ACTIVITY: Identify all lines below that hold "matches" and collect them.

(Collected data entries)
•••

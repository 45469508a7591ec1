//! レシピ Store: 一覧キャッシュと「表示中の 1 件」を持ち、変更のたびにサーバー応答で同期する
//!
//! - キャッシュに残るのは常にサーバーの応答。楽観的な仮の値は成功時に応答で置き換え、失敗時に元へ戻す
//! - 一覧・表示中の 1 件はそれぞれチケットを持ち、最新の取得だけを反映する
//! - 状態のロックはネットワーク呼び出しをまたいで保持しない
//! - 同じ ID への同時更新は調停しない（後から届いた応答が勝つ）

use crate::domain::{Recipe, RecipeDraft, RecipeId, RecipePatch, RecipeQuery};
use crate::ports::outbound::RecipeApi;
use common::error::Error;
use common::ports::outbound::{emit, Log, LogLevel, LogRecord};
use std::sync::{Arc, Mutex, MutexGuard};

/// 取得結果がキャッシュに反映されたか
#[derive(Debug, Clone, PartialEq, Eq)]
pub enum Resolution<T> {
    Applied(T),
    /// 応答が届く前に同じスロットへ新しい取得が発行された
    Superseded,
}

impl<T> Resolution<T> {
    pub fn applied(self) -> Option<T> {
        match self {
            Self::Applied(v) => Some(v),
            Self::Superseded => None,
        }
    }

    pub fn is_superseded(&self) -> bool {
        matches!(self, Self::Superseded)
    }
}

/// 一覧スロットの予約（`reserve_list` で取り、`fetch_reserved` で使い切る）
#[derive(Debug, PartialEq, Eq)]
pub struct ListTicket(u64);

#[derive(Debug, Default)]
struct StoreState {
    recipes: Vec<Recipe>,
    current: Option<Recipe>,
    list_ticket: u64,
    current_ticket: u64,
}

impl StoreState {
    /// 一覧と表示中の 1 件のうち `id` のものを `updated` で置き換える（位置は保つ）
    fn replace(&mut self, id: &RecipeId, updated: &Recipe) -> bool {
        let mut replaced = false;
        if let Some(entry) = self.recipes.iter_mut().find(|r| &r.id == id) {
            *entry = updated.clone();
            replaced = true;
        }
        if let Some(current) = self.current.as_mut().filter(|r| &r.id == id) {
            *current = updated.clone();
            replaced = true;
        }
        replaced
    }
}

/// 楽観的に書き換える前の値
struct Tentative {
    prior_entry: Option<Recipe>,
    prior_current: Option<Recipe>,
}

/// セッションに 1 つ。wiring で生成し Arc で配る。
pub struct RecipeStore {
    api: Arc<dyn RecipeApi>,
    log: Arc<dyn Log>,
    state: Mutex<StoreState>,
}

impl RecipeStore {
    pub fn new(api: Arc<dyn RecipeApi>, log: Arc<dyn Log>) -> Self {
        Self {
            api,
            log,
            state: Mutex::new(StoreState::default()),
        }
    }

    fn state(&self) -> MutexGuard<'_, StoreState> {
        self.state.lock().unwrap_or_else(|e| e.into_inner())
    }

    fn record(&self, rec: LogRecord) {
        emit(self.log.as_ref(), rec.layer("usecase").kind("store"));
    }

    fn record_failure(&self, op: &str, id: Option<&RecipeId>, e: &Error) {
        let mut rec = LogRecord::new(LogLevel::Warn, format!("{} failed", op))
            .field("error", e.to_string());
        if let Some(id) = id {
            rec = rec.field("id", id.as_str());
        }
        self.record(rec);
    }

    /// キャッシュ中の一覧（スナップショット）
    pub fn recipes(&self) -> Vec<Recipe> {
        self.state().recipes.clone()
    }

    /// 表示中の 1 件
    pub fn current(&self) -> Option<Recipe> {
        self.state().current.clone()
    }

    /// キャッシュから ID で引く（一覧 → 表示中の順）
    pub fn get(&self, id: &RecipeId) -> Option<Recipe> {
        let s = self.state();
        s.recipes
            .iter()
            .find(|r| &r.id == id)
            .or_else(|| s.current.as_ref().filter(|r| &r.id == id))
            .cloned()
    }

    /// 詳細画面を離れたとき。取得中の応答も反映しない。
    pub fn clear_current(&self) {
        let mut s = self.state();
        s.current = None;
        s.current_ticket += 1;
    }

    /// 一覧スロットのチケットを取る（以前に取ったチケットの応答はすべて Superseded になる）
    ///
    /// 発行順とチケット順を揃えたい呼び出し側は、取得を別スレッドへ渡す前にここで予約する。
    pub fn reserve_list(&self) -> ListTicket {
        let mut s = self.state();
        s.list_ticket += 1;
        ListTicket(s.list_ticket)
    }

    /// 一覧を取得してキャッシュを丸ごと置き換える（マージしない）
    ///
    /// 失敗時はキャッシュを変えない。新しい取得に追い越された応答は成功・失敗とも Superseded。
    pub fn fetch_all(&self, query: &RecipeQuery) -> Result<Resolution<Vec<Recipe>>, Error> {
        let ticket = self.reserve_list();
        self.fetch_reserved(ticket, query)
    }

    /// 予約済みのチケットで一覧を取得する
    pub fn fetch_reserved(&self, ticket: ListTicket, query: &RecipeQuery) -> Result<Resolution<Vec<Recipe>>, Error> {
        let ListTicket(ticket) = ticket;
        let result = self.api.list(query);

        let mut s = self.state();
        if s.list_ticket != ticket {
            drop(s);
            self.record(
                LogRecord::new(LogLevel::Debug, "list response superseded")
                    .field("ticket", ticket)
                    .field("ok", result.is_ok()),
            );
            return Ok(Resolution::Superseded);
        }
        match result {
            Ok(recipes) => {
                s.recipes = recipes.clone();
                drop(s);
                self.record(
                    LogRecord::new(LogLevel::Info, "recipes fetched")
                        .field("q", query.search_text().unwrap_or(""))
                        .field("filter", query.favorite.as_str())
                        .field("count", recipes.len()),
                );
                Ok(Resolution::Applied(recipes))
            }
            Err(e) => {
                drop(s);
                self.record_failure("fetch_all", None, &e);
                Err(e)
            }
        }
    }

    /// 1 件取得して「表示中」に置く（毎回上書き）
    pub fn fetch_by_id(&self, id: &RecipeId) -> Result<Resolution<Recipe>, Error> {
        let ticket = {
            let mut s = self.state();
            s.current_ticket += 1;
            s.current_ticket
        };

        let result = self.api.get(id);

        let mut s = self.state();
        if s.current_ticket != ticket {
            drop(s);
            self.record(
                LogRecord::new(LogLevel::Debug, "recipe response superseded")
                    .field("id", id.as_str())
                    .field("ticket", ticket),
            );
            return Ok(Resolution::Superseded);
        }
        match result {
            Ok(recipe) => {
                s.current = Some(recipe.clone());
                drop(s);
                self.record(LogRecord::new(LogLevel::Info, "recipe fetched").field("id", id.as_str()));
                Ok(Resolution::Applied(recipe))
            }
            Err(e) => {
                drop(s);
                self.record_failure("fetch_by_id", Some(id), &e);
                Err(e)
            }
        }
    }

    /// 作成して、サーバーが払い出した ID 付きのレコードを末尾に追加する
    pub fn create(&self, draft: &RecipeDraft) -> Result<Recipe, Error> {
        let created = self.api.create(draft).map_err(|e| {
            self.record_failure("create", None, &e);
            e
        })?;
        self.state().recipes.push(created.clone());
        self.record(LogRecord::new(LogLevel::Info, "recipe created").field("id", created.id.as_str()));
        Ok(created)
    }

    /// PATCH して、同じ ID のエントリをサーバー応答そのもので置き換える
    ///
    /// キャッシュに無い ID は追加しない。
    pub fn update(&self, id: &RecipeId, patch: &RecipePatch) -> Result<Recipe, Error> {
        let updated = self.api.update(id, patch).map_err(|e| {
            self.record_failure("update", Some(id), &e);
            e
        })?;
        let replaced = self.state().replace(id, &updated);
        self.record(
            LogRecord::new(LogLevel::Info, "recipe updated")
                .field("id", id.as_str())
                .field("cached", replaced),
        );
        Ok(updated)
    }

    /// 二段階の楽観的更新
    ///
    /// 1. `edit` をキャッシュ（一覧・表示中）へ即時適用し、元の値を覚える
    /// 2. 成功したらサーバー応答で置き換える
    /// 3. 失敗したら覚えておいた値へ戻してからエラーを返す
    pub fn apply_optimistic<F>(&self, id: &RecipeId, edit: F, patch: &RecipePatch) -> Result<Recipe, Error>
    where
        F: Fn(&mut Recipe),
    {
        let tentative = {
            let mut s = self.state();
            let prior_entry = s.recipes.iter_mut().find(|r| &r.id == id).map(|r| {
                let prior = r.clone();
                edit(r);
                prior
            });
            let prior_current = s.current.as_mut().filter(|r| &r.id == id).map(|r| {
                let prior = r.clone();
                edit(r);
                prior
            });
            Tentative {
                prior_entry,
                prior_current,
            }
        };

        match self.api.update(id, patch) {
            Ok(confirmed) => {
                self.state().replace(id, &confirmed);
                self.record(LogRecord::new(LogLevel::Info, "optimistic update confirmed").field("id", id.as_str()));
                Ok(confirmed)
            }
            Err(e) => {
                self.rollback(id, tentative);
                self.record_failure("optimistic update (rolled back)", Some(id), &e);
                Err(e)
            }
        }
    }

    fn rollback(&self, id: &RecipeId, tentative: Tentative) {
        let mut s = self.state();
        if let Some(prior) = tentative.prior_entry {
            if let Some(entry) = s.recipes.iter_mut().find(|r| &r.id == id) {
                *entry = prior;
            }
        }
        if let Some(prior) = tentative.prior_current {
            if let Some(current) = s.current.as_mut().filter(|r| &r.id == id) {
                *current = prior;
            }
        }
    }

    /// お気に入りを `value` にする（楽観的、失敗時は元に戻る）
    pub fn toggle_favorite(&self, id: &RecipeId, value: bool) -> Result<Recipe, Error> {
        self.apply_optimistic(id, |r| r.is_favorite = value, &RecipePatch::favorite(value))
    }

    /// 削除して一覧から外す。表示中ならそれも消す。
    ///
    /// 戻り値はサーバーが返したレコード、無ければキャッシュにあったもの。
    pub fn delete(&self, id: &RecipeId) -> Result<Option<Recipe>, Error> {
        let from_server = self.api.delete(id).map_err(|e| {
            self.record_failure("delete", Some(id), &e);
            e
        })?;

        let cached = {
            let mut s = self.state();
            let cached = s
                .recipes
                .iter()
                .position(|r| &r.id == id)
                .map(|pos| s.recipes.remove(pos));
            if s.current.as_ref().is_some_and(|r| &r.id == id) {
                s.current = None;
                s.current_ticket += 1;
            }
            cached
        };
        self.record(LogRecord::new(LogLevel::Info, "recipe deleted").field("id", id.as_str()));
        Ok(from_server.or(cached))
    }
}
//! recipes 固有のドメイン型（型と不変条件）

pub mod command;
pub mod query;
pub mod recipe;
pub mod settings;
pub mod validation;

pub use command::RecipesCommand;
pub use query::{FavoriteFilter, RecipeQuery};
pub use recipe::{Recipe, RecipeDraft, RecipeId, RecipePatch};
pub use settings::{Settings, SettingsFile};
pub use validation::{ensure_valid, validate_draft, FieldError};
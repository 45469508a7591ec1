//! エラーハンドリング
//!
//! 全レイヤー共通のエラー型。終了コードは sysexits 準拠。

/// エラー型
///
/// バリアントごとに終了コードが決まる（`exit_code()`）。
#[derive(Debug, Clone, PartialEq, Eq, thiserror::Error)]
pub enum Error {
    /// 引数不正（64）
    #[error("{0}")]
    InvalidArgument(String),
    /// 入力値の検証失敗（65）。リクエストは送られていない。
    #[error("Validation failed: {0}")]
    Validation(String),
    /// 対象が存在しない（66）
    #[error("Not found: {0}")]
    NotFound(String),
    /// 内部エラー（70）
    #[error("{0}")]
    System(String),
    /// 通信エラー・HTTP エラー応答（74）
    #[error("{0}")]
    Http(String),
    /// JSON のエンコード／デコード失敗（74）
    #[error("{0}")]
    Json(String),
    /// ファイル I/O（74）
    #[error("{0}")]
    Io(String),
    /// 設定・環境変数の不備（78）
    #[error("{0}")]
    Env(String),
}

impl Error {
    pub fn invalid_argument(msg: impl Into<String>) -> Self {
        Self::InvalidArgument(msg.into())
    }

    pub fn validation(msg: impl Into<String>) -> Self {
        Self::Validation(msg.into())
    }

    pub fn not_found(msg: impl Into<String>) -> Self {
        Self::NotFound(msg.into())
    }

    pub fn system(msg: impl Into<String>) -> Self {
        Self::System(msg.into())
    }

    pub fn http(msg: impl Into<String>) -> Self {
        Self::Http(msg.into())
    }

    pub fn json(msg: impl Into<String>) -> Self {
        Self::Json(msg.into())
    }

    pub fn io_msg(msg: impl Into<String>) -> Self {
        Self::Io(msg.into())
    }

    pub fn env(msg: impl Into<String>) -> Self {
        Self::Env(msg.into())
    }

    /// プロセス終了コード
    pub fn exit_code(&self) -> i32 {
        match self {
            Self::InvalidArgument(_) => 64,
            Self::Validation(_) => 65,
            Self::NotFound(_) => 66,
            Self::System(_) => 70,
            Self::Http(_) | Self::Json(_) | Self::Io(_) => 74,
            Self::Env(_) => 78,
        }
    }

    /// 使い方の表示が必要なエラーか
    pub fn is_usage(&self) -> bool {
        matches!(self, Self::InvalidArgument(_))
    }

    pub fn is_not_found(&self) -> bool {
        matches!(self, Self::NotFound(_))
    }
}

impl From<std::io::Error> for Error {
    fn from(e: std::io::Error) -> Self {
        Self::Io(e.to_string())
    }
}

impl From<serde_json::Error> for Error {
    fn from(e: serde_json::Error) -> Self {
        Self::Json(e.to_string())
    }
}
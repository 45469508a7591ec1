//! アダプター（Outbound ポートの標準実装）

pub mod file_json_log;

pub use file_json_log::{FanoutLog, FileJsonLog, NoopLog, StderrLog};
//! Outbound ポート: アプリが外界（ログ等）を使うための trait

pub mod log;

pub use log::{emit, now_iso8601, Log, LogLevel, LogRecord};
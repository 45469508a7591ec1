//! 一覧画面の Outbound ポート
//!
//! SearchSession が最新の結果とローディング状態をここへ流す。
//! 失敗しても検索は止めない（ログに残して次へ）。

use crate::domain::{Recipe, RecipeQuery};
use common::error::Error;

pub trait ListView: Send + Sync {
    fn set_loading(&self, loading: bool) -> anyhow::Result<()>;

    fn show_recipes(&self, query: &RecipeQuery, recipes: &[Recipe]) -> anyhow::Result<()>;

    fn show_error(&self, query: &RecipeQuery, error: &Error) -> anyhow::Result<()>;
}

•••

TASK RESULT:
        matches!(self, Self::Superseded)
        matches!(self, Self::InvalidArgument(_))
        matches!(self, Self::NotFound(_))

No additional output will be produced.